### WORK ITEM
Return, word for word, only the lines of the data below that lie between the line with "Timeline::new(self.duration_ms)" and the line with "let mut peak: f32 = 0.0;", those two lines included.
• • • •
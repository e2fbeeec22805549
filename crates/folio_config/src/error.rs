//! Error types for folio_config

use std::path::PathBuf;
use thiserror::Error;

/// Errors that can occur while loading or validating a site configuration
#[derive(Error, Debug)]
pub enum ConfigError {
    /// Config file could not be read
    #[error("failed to read {path}: {source}")]
    Io {
        path: PathBuf,
        #[source]
        source: std::io::Error,
    },

    /// Config text is not valid TOML for the site schema
    #[error("failed to parse site config: {0}")]
    Parse(#[from] toml::de::Error),

    /// Portfolio item uses a category that is not declared
    #[error("portfolio item '{item}' has undeclared category '{category}'")]
    UnknownCategory { item: String, category: String },

    /// Two items of one section resolve to the same key
    #[error("duplicate {section} key '{key}'")]
    DuplicateKey { section: &'static str, key: String },

    /// Any other semantic problem
    #[error("invalid site config: {0}")]
    Invalid(String),
}

/// Result type for folio_config operations
pub type Result<T> = std::result::Result<T, ConfigError>;
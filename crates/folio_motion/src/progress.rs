//! Progress indicators
//!
//! A progress bar is a reveal that only animates width, from 0% to a target
//! declared on the element (`data-width="85%"`).

use crate::element::{ElementLookup, ItemKey};
use crate::intersection::Threshold;
use crate::registry::{AnimationHandle, AnimationRegistry};
use folio_animation::{Easing, MotionProperties, Timeline};

/// Width animation for one progress bar
#[derive(Clone, Copy, Debug, PartialEq)]
pub struct ProgressSpec {
    target_percent: f32,
    pub duration_ms: f32,
    pub easing: Easing,
    pub threshold: Threshold,
}

impl ProgressSpec {
    /// Target is clamped to `[0, 100]`; NaN becomes 0
    pub fn new(target_percent: f32) -> Self {
        let target_percent = if target_percent.is_nan() {
            0.0
        } else {
            target_percent.clamp(0.0, 100.0)
        };

        Self {
            target_percent,
            duration_ms: 1000.0,
            easing: Easing::ExpoOut,
            threshold: Threshold::new(0.9),
        }
    }

    /// Parse a declared width such as `"85%"` or `"85"`
    ///
    /// Anything unparsable animates to 0%.
    pub fn from_data_width(width: &str) -> Self {
        let trimmed = width.trim();
        let number = trimmed.strip_suffix('%').unwrap_or(trimmed).trim();
        match number.parse::<f32>() {
            Ok(percent) => Self::new(percent),
            Err(_) => {
                tracing::warn!(width, "unparsable progress width, using 0%");
                Self::new(0.0)
            }
        }
    }

    pub fn duration(mut self, duration_ms: f32) -> Self {
        self.duration_ms = duration_ms.max(0.0);
        self
    }

    pub fn easing(mut self, easing: Easing) -> Self {
        self.easing = easing;
        self
    }

    pub fn threshold(mut self, threshold: Threshold) -> Self {
        self.threshold = threshold;
        self
    }

    pub fn target_percent(&self) -> f32 {
        self.target_percent
    }

    pub fn timeline(&self) -> Timeline {
        Timeline::new(self.duration_ms)
            .from(MotionProperties::new().width_percent(0.0))
            .to(MotionProperties::new().width_percent(self.target_percent))
            .easing(self.easing)
    }
}

/// Bind a progress bar; the width animates on first intersection
pub fn bind_progress(
    registry: &mut AnimationRegistry,
    key: &ItemKey,
    spec: &ProgressSpec,
    elements: &dyn ElementLookup,
) -> AnimationHandle {
    let timeline = spec.timeline();
    registry.register(key, move || timeline, spec.threshold, elements)
}

#[cfg(test)]
mod tests {
    use super::*;
    use crate::element::{ElementBounds, MountedElements, Viewport};
    use folio_animation::AnimationScheduler;

    #[test]
    fn test_target_is_clamped() {
        assert_eq!(ProgressSpec::new(85.0).target_percent(), 85.0);
        assert_eq!(ProgressSpec::new(140.0).target_percent(), 100.0);
        assert_eq!(ProgressSpec::new(-5.0).target_percent(), 0.0);
        assert_eq!(ProgressSpec::new(f32::NAN).target_percent(), 0.0);
    }

    #[test]
    fn test_from_data_width() {
        assert_eq!(ProgressSpec::from_data_width("85%").target_percent(), 85.0);
        assert_eq!(ProgressSpec::from_data_width(" 60 ").target_percent(), 60.0);
        assert_eq!(ProgressSpec::from_data_width("150%").target_percent(), 100.0);
        assert_eq!(ProgressSpec::from_data_width("wide").target_percent(), 0.0);
        assert_eq!(ProgressSpec::from_data_width("").target_percent(), 0.0);
    }

    #[test]
    fn test_bound_progress_reaches_target_without_overshoot() {
        let scheduler = AnimationScheduler::new();
        let mut registry = AnimationRegistry::new("languages", scheduler.handle());
        let mut elements = MountedElements::new();
        let key = ItemKey::new("languages/english/bar");
        elements.mount(key.clone(), ElementBounds::new(400.0, 8.0));

        let handle = bind_progress(&mut registry, &key, &ProgressSpec::new(250.0), &elements);
        registry.sync(&Viewport::new(0.0, 1000.0), &elements);

        let mut peak: f32 = 0.0;
        for _ in 0..80 {
            scheduler.tick_with(16.0);
            let width = registry.value(handle).and_then(|v| v.width_percent).unwrap();
            peak = peak.max(width);
        }
        assert!(peak <= 100.0);
        assert_eq!(registry.value(handle).unwrap().width_percent, Some(100.0));
    }
}
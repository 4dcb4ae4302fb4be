use std::{
    fs::File,
    io::{self, BufRead, BufReader},
    path::Path,
};

use csv::{ReaderBuilder, StringRecord, Trim};
use log::{debug, info};

use super::dataset::{Dataset, Sample};
use crate::error::{BenchErr, Result};

/// Zero-based column holding the age.
pub const AGE_COLUMN: usize = 2;
/// Zero-based column holding the income.
pub const INCOME_COLUMN: usize = 3;

/// Loads exactly `n` samples from the user-data CSV at `path`.
///
/// Reads at most `n` data rows (the header is skipped), stopping early at the
/// first blank line. When fewer rows are read, they are repeated in order
/// until `n` samples exist.
///
/// # Errors
/// - `BenchErr::Io` if the file cannot be opened or read.
/// - `BenchErr::Csv` if a row lacks the age/income columns or they are not numeric.
/// - `BenchErr::EmptyDataset` if the file has no data rows.
/// - `BenchErr::InvalidConfig` if `n` is zero.
pub fn load_samples(path: impl AsRef<Path>, n: usize) -> Result<Dataset> {
    let path = path.as_ref();
    if n == 0 {
        return Err(BenchErr::InvalidConfig(
            "sample count must be greater than 0".into(),
        ));
    }

    let file = File::open(path)?;
    let rows = read_rows(file, n)?;
    info!("read {} row(s) from {}", rows.len(), path.display());

    if rows.is_empty() {
        return Err(BenchErr::EmptyDataset);
    }
    if rows.len() < n {
        debug!("tiling {} row(s) up to {n} samples", rows.len());
    }

    Ok(Dataset::tiled(&rows, n))
}

/// Reads up to `limit` samples from a CSV stream with a header row.
///
/// The data block ends at the first blank line; anything after it is ignored.
pub fn read_rows<R: io::Read>(reader: R, limit: usize) -> Result<Vec<Sample>> {
    let block = data_block(BufReader::new(reader), limit)?;

    let mut rdr = ReaderBuilder::new()
        .has_headers(false)
        .flexible(true)
        .trim(Trim::All)
        .from_reader(block.as_bytes());

    let mut rows = Vec::new();
    let mut record = StringRecord::new();
    while rdr.read_record(&mut record)? {
        rows.push(parse_record(&record)?);
    }

    Ok(rows)
}

/// Data lines after the header, up to `limit` of them or the first blank line.
fn data_block(mut reader: impl BufRead, limit: usize) -> io::Result<String> {
    let mut header = String::new();
    reader.read_line(&mut header)?;

    let mut block = String::new();
    let mut line = String::new();
    for _ in 0..limit {
        line.clear();
        let read = reader.read_line(&mut line)?;
        if read == 0 || line.trim_end_matches(['\r', '\n']).is_empty() {
            break;
        }
        block.push_str(&line);
        if !line.ends_with('\n') {
            block.push('\n');
        }
    }

    Ok(block)
}

fn parse_record(record: &StringRecord) -> Result<Sample> {
    // 1-based file line: the header sits above the block.
    let line = record.position().map(|p| p.line() + 1).unwrap_or_default();

    let field = |idx: usize, name: &str| -> Result<f64> {
        let raw = record.get(idx).ok_or_else(|| BenchErr::Csv {
            line,
            msg: format!("missing {name} column (index {idx})"),
        })?;

        match raw.parse::<f64>() {
            Ok(v) if v.is_finite() => Ok(v),
            Ok(_) => Err(BenchErr::Csv {
                line,
                msg: format!("{name} {raw:?} is not finite"),
            }),
            Err(e) => Err(BenchErr::Csv {
                line,
                msg: format!("{name} {raw:?} is not a number: {e}"),
            }),
        }
    };

    Ok(Sample {
        age: field(AGE_COLUMN, "age")?,
        income: field(INCOME_COLUMN, "income")?,
    })
}
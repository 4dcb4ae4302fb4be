use crate::model::{ops::Gradient, Fit};

/// Update rule applied to a fit once its gradient is known.
pub trait Optimizer {
    fn update(&mut self, fit: &mut Fit, grad: &Gradient);
}

/// Plain gradient descent optimization algorithm.
#[derive(Debug, Clone, Copy)]
pub struct GradientDescent {
    learning_rate: f64,
}

impl GradientDescent {
    /// Returns a new `GradientDescent`.
    ///
    /// # Arguments
    /// * `learning_rate` - The *length* of the steps taken on `update`.
    pub fn new(learning_rate: f64) -> Self {
        Self { learning_rate }
    }
}

impl Optimizer for GradientDescent {
    /// Makes a step in the opposite direction of the gradient, scaled by `learning_rate`.
    fn update(&mut self, fit: &mut Fit, grad: &Gradient) {
        let lr = self.learning_rate;

        fit.slope -= lr * grad.slope;
        fit.intercept -= lr * grad.intercept;
    }
}
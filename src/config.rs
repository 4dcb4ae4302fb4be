use std::{
    fs,
    path::{Path, PathBuf},
};

use serde::Deserialize;

use crate::error::{BenchErr, Result};

/// Sizes passed to the BFV program.
pub const BFV_SIZES: [usize; 6] = [100, 500, 1000, 2000, 4000, 8000];
/// Sizes passed to the CKKS program; powers of two to match its slot counts.
pub const CKKS_SIZES: [usize; 6] = [512, 1024, 4096, 8192, 16384, 32768];

/// One encrypted regression program and the sizes it is benchmarked at.
#[derive(Debug, Clone, PartialEq, Deserialize)]
pub struct SchemeConfig {
    pub name: String,
    pub program: PathBuf,
    /// Leading arguments placed before the size, e.g. a script for a launcher.
    #[serde(default)]
    pub args: Vec<String>,
    pub sizes: Vec<usize>,
}

#[derive(Debug, Clone, PartialEq, Deserialize)]
#[serde(default)]
pub struct ReferenceConfig {
    pub sizes: Vec<usize>,
}

impl Default for ReferenceConfig {
    fn default() -> Self {
        Self {
            sizes: BFV_SIZES.to_vec(),
        }
    }
}

#[derive(Debug, Clone, Copy, PartialEq, Deserialize)]
#[serde(default)]
pub struct GradientDescentConfig {
    pub samples: usize,
    pub epochs: usize,
    pub learning_rate: f64,
}

impl Default for GradientDescentConfig {
    fn default() -> Self {
        Self {
            samples: 256,
            epochs: 15,
            learning_rate: 0.0001,
        }
    }
}

/// Everything the three commands need. Every field has a default, so a
/// partial (or absent) JSON file is fine.
#[derive(Debug, Clone, PartialEq, Deserialize)]
#[serde(default)]
pub struct BenchConfig {
    pub dataset: PathBuf,
    pub repeats: usize,
    pub timeout_secs: Option<u64>,
    pub schemes: Vec<SchemeConfig>,
    pub reference: ReferenceConfig,
    pub gradient_descent: GradientDescentConfig,
}

impl Default for BenchConfig {
    fn default() -> Self {
        Self {
            dataset: PathBuf::from("cleaned_small_user_data.csv"),
            repeats: 1,
            timeout_secs: None,
            schemes: vec![
                SchemeConfig {
                    name: "bfv".into(),
                    program: PathBuf::from("linear-regression"),
                    args: Vec::new(),
                    sizes: BFV_SIZES.to_vec(),
                },
                SchemeConfig {
                    name: "ckks".into(),
                    program: PathBuf::from("linear-regression-ckks"),
                    args: Vec::new(),
                    sizes: CKKS_SIZES.to_vec(),
                },
            ],
            reference: ReferenceConfig::default(),
            gradient_descent: GradientDescentConfig::default(),
        }
    }
}

impl BenchConfig {
    /// Loads a config from a JSON file.
    ///
    /// # Errors
    /// Returns `BenchErr::Io` if the file cannot be read and
    /// `BenchErr::InvalidConfig` if it is not valid JSON for this schema.
    pub fn from_file(path: impl AsRef<Path>) -> Result<Self> {
        let path = path.as_ref();
        let content = fs::read_to_string(path)?;
        serde_json::from_str(&content)
            .map_err(|e| BenchErr::InvalidConfig(format!("{}: {e}", path.display())))
    }

    pub fn from_json(content: &str) -> Result<Self> {
        serde_json::from_str(content).map_err(|e| BenchErr::InvalidConfig(e.to_string()))
    }

    /// Checks the invariants the commands rely on.
    pub fn validate(&self) -> Result<()> {
        if self.repeats == 0 {
            return Err(invalid("repeats must be greater than 0"));
        }
        if self.timeout_secs == Some(0) {
            return Err(invalid("timeout_secs must be greater than 0"));
        }

        for (i, scheme) in self.schemes.iter().enumerate() {
            if scheme.name.is_empty() {
                return Err(invalid(format!("schemes[{i}]: name must not be empty")));
            }
            if scheme.program.as_os_str().is_empty() {
                return Err(invalid(format!("scheme {}: program must not be empty", scheme.name)));
            }
            if scheme.sizes.is_empty() {
                return Err(invalid(format!("scheme {}: sizes must not be empty", scheme.name)));
            }
            if scheme.sizes.contains(&0) {
                return Err(invalid(format!("scheme {}: sizes must be greater than 0", scheme.name)));
            }
        }

        if self.reference.sizes.contains(&0) {
            return Err(invalid("reference sizes must be greater than 0"));
        }

        let gd = &self.gradient_descent;
        if gd.samples == 0 {
            return Err(invalid("gradient_descent.samples must be greater than 0"));
        }
        if !gd.learning_rate.is_finite() || gd.learning_rate <= 0.0 {
            return Err(invalid(format!(
                "gradient_descent.learning_rate ({}) must be a positive number",
                gd.learning_rate
            )));
        }

        Ok(())
    }
}

fn invalid(msg: impl Into<String>) -> BenchErr {
    BenchErr::InvalidConfig(msg.into())
}
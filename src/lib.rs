pub mod bench;
pub mod commands;
pub mod config;
pub mod data;
pub mod error;
pub mod model;
pub mod optimizer;
pub mod report;
pub mod training;

pub use config::BenchConfig;
pub use error::{BenchErr, Result};
pub use model::Fit;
• • • •
### EXERCISE RESULT
        Timeline::new(self.duration_ms)
            .from(MotionProperties::new().width_percent(0.0))
            .to(MotionProperties::new().width_percent(self.target_percent))
            .easing(self.easing)
    }
}

/// Bind a progress bar; the width animates on first intersection
pub fn bind_progress(
    registry: &mut AnimationRegistry,
    key: &ItemKey,
    spec: &ProgressSpec,
    elements: &dyn ElementLookup,
) -> AnimationHandle {
    let timeline = spec.timeline();
    registry.register(key, move || timeline, spec.threshold, elements)
}

#[cfg(test)]
mod tests {
    use super::*;
    use crate::element::{ElementBounds, MountedElements, Viewport};
    use folio_animation::AnimationScheduler;

    #[test]
    fn test_target_is_clamped() {
        assert_eq!(ProgressSpec::new(85.0).target_percent(), 85.0);
        assert_eq!(ProgressSpec::new(140.0).target_percent(), 100.0);
        assert_eq!(ProgressSpec::new(-5.0).target_percent(), 0.0);
        assert_eq!(ProgressSpec::new(f32::NAN).target_percent(), 0.0);
    }

    #[test]
    fn test_from_data_width() {
        assert_eq!(ProgressSpec::from_data_width("85%").target_percent(), 85.0);
        assert_eq!(ProgressSpec::from_data_width(" 60 ").target_percent(), 60.0);
        assert_eq!(ProgressSpec::from_data_width("150%").target_percent(), 100.0);
        assert_eq!(ProgressSpec::from_data_width("wide").target_percent(), 0.0);
        assert_eq!(ProgressSpec::from_data_width("").target_percent(), 0.0);
    }

    #[test]
    fn test_bound_progress_reaches_target_without_overshoot() {
        let scheduler = AnimationScheduler::new();
        let mut registry = AnimationRegistry::new("languages", scheduler.handle());
        let mut elements = MountedElements::new();
        let key = ItemKey::new("languages/english/bar");
        elements.mount(key.clone(), ElementBounds::new(400.0, 8.0));

        let handle = bind_progress(&mut registry, &key, &ProgressSpec::new(250.0), &elements);
        registry.sync(&Viewport::new(0.0, 1000.0), &elements);

        let mut peak: f32 = 0.0;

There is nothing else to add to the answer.